Samedi 24 Janvier 2015


Chaque jour, l'Adour charrie des dizaines de déchets, emballages alimentaires, bouteilles, sacs plastique... D'ou viennent-ils ? Pour répondre à cette question, Surfrider a lancé voilà un an un protocole scientifique. Nom de code : Riverine Input. Le but à terme : agir à la source du problème.
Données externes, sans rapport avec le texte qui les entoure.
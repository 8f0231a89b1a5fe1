// private sub-module defined in other files
mod circle;
mod line_segment;
mod point2d;
mod polygon;
mod rectangle;
mod shape;
mod spatial_relation;

// exports identifiers from private sub-modules in the current module namespace
pub use self::circle::Circle;
pub use self::line_segment::LineSegment;
pub use self::point2d::Point2D;
pub use self::polygon::{LinearRing, MultiPolygon, Polygon, PolygonBuilder, PolygonHoleBuilder};
pub use self::rectangle::{normalize_lon, Rectangle};
pub use self::shape::Shape;
pub use self::spatial_relation::SpatialRelation;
Jean-Baptiste Dussaussois, reponsable de Riverine Input au sein de Surfrider, et les bénévoles classent les déchets du jour ©V.B.
Jean-Baptiste Dussaussois, reponsable de Riverine Input au sein de Surfrider, et les bénévoles classent les déchets du jour ©V.B.
Sur les deux grandes tables, du plastique, toutes les formes possibles, sacs, boites, bouteilles, emballages, du bois... et une banane ! « Biodégradable la banane ? Oui si elle n'était pas emballée dans un petit sac plastique ! » remarque l'une des bénévoles qui le tient en mains. En ce jeudi soir du 22 janvier, le siège biarrot de Surfrider est allumé. Entre ses murs des jeunes gens, les mains gantées, trient des trophées peu ragoûtants. Ils ont été ramassés sur les berges de l'Adour à Anglet par l'association Mifen d'Urcuit.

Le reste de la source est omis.